What is the number of lines in the listing below that contain the string "state"? Give that number only.
################
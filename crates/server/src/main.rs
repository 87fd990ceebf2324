use std::net::SocketAddr;
use std::path::PathBuf;
use std::sync::Arc;

use anyhow::{Context, Result};
use tokio::signal;
use tracing::{error, info};
use tracing_subscriber::{layer::SubscriberExt, util::SubscriberInitExt};

use pricescout_core::{
    load_config, validate_config, CandidateSource, DiscoveryEngine, ExtractorClient, OfferStore,
    SourceBackend, SqliteOfferStore,
};

use pricescout_server::api::create_router;
use pricescout_server::state::AppState;

#[tokio::main]
async fn main() {
    if let Err(e) = run().await {
        error!("Fatal error: {}", e);
        std::process::exit(1);
    }
}

async fn run() -> Result<()> {
    // Initialize logging
    tracing_subscriber::registry()
        .with(
            tracing_subscriber::EnvFilter::try_from_default_env()
                .unwrap_or_else(|_| "info,tower_http=debug".into()),
        )
        .with(tracing_subscriber::fmt::layer())
        .init();

    // Determine config path
    let config_path = std::env::var("PRICESCOUT_CONFIG")
        .map(PathBuf::from)
        .unwrap_or_else(|_| PathBuf::from("config.toml"));

    // Load configuration
    info!("Loading configuration from {:?}", config_path);
    let config = load_config(&config_path)
        .with_context(|| format!("Failed to load config from {:?}", config_path))?;

    // Validate configuration
    validate_config(&config).context("Configuration validation failed")?;

    info!("Configuration loaded successfully");
    info!("Database path: {:?}", config.database.path);

    // Create SQLite offer store
    let store: Arc<dyn OfferStore> = Arc::new(
        SqliteOfferStore::new(&config.database.path).context("Failed to create offer store")?,
    );
    info!("Offer store initialized");

    // Create candidate source if configured
    let source: Option<Arc<dyn CandidateSource>> = match &config.source {
        Some(source_config) => match source_config.backend {
            SourceBackend::Extractor => {
                if let Some(extractor_config) = &source_config.extractor {
                    info!("Initializing extractor client at {}", extractor_config.url);
                    match ExtractorClient::new(extractor_config.clone()) {
                        Ok(client) => Some(Arc::new(client)),
                        Err(e) => {
                            error!("Failed to initialize extractor client: {}", e);
                            None
                        }
                    }
                } else {
                    error!("Extractor backend selected but no extractor config provided");
                    None
                }
            }
        },
        None => {
            info!("No candidate source configured; search requests will be rejected");
            None
        }
    };

    // Create discovery engine
    let catalog = config.catalog.clone().unwrap_or_default();
    let engine = source.map(|s| {
        info!(
            "Initializing discovery engine ({} laptop / {} server retailers)",
            catalog.laptop.len(),
            catalog.server.len()
        );
        DiscoveryEngine::new(s, catalog, config.discovery.clone())
    });

    // Create app state
    let state = Arc::new(AppState::new(config.clone(), engine, store));

    // Create router
    let app = create_router(state);

    // Start server
    let addr = SocketAddr::new(config.server.host, config.server.port);
    info!("Starting server on {}", addr);

    let listener = tokio::net::TcpListener::bind(addr)
        .await
        .with_context(|| format!("Failed to bind to {}", addr))?;

    // Run server with graceful shutdown
    axum::serve(listener, app)
        .with_graceful_shutdown(shutdown_signal())
        .await
        .context("Server error")?;

    info!("Server shut down");
    Ok(())
}

/// Wait for shutdown signal (Ctrl+C or SIGTERM)
async fn shutdown_signal() {
    let ctrl_c = async {
        signal::ctrl_c()
            .await
            .expect("Failed to install Ctrl+C handler");
    };

    #[cfg(unix)]
    let terminate = async {
        signal::unix::signal(signal::unix::SignalKind::terminate())
            .expect("Failed to install SIGTERM handler")
            .recv()
            .await;
    };

    #[cfg(not(unix))]
    let terminate = std::future::pending::<()>();

    tokio::select! {
        _ = ctrl_c => {},
        _ = terminate => {},
    }
}
//! HTTP surface for the discovery engine.
//!
//! Exposed as a library so integration tests can build the router
//! in-process with mock collaborators.

pub mod api;
pub mod metrics;
pub mod state;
################
→ ANSWER TO THIS PROBLEM:
5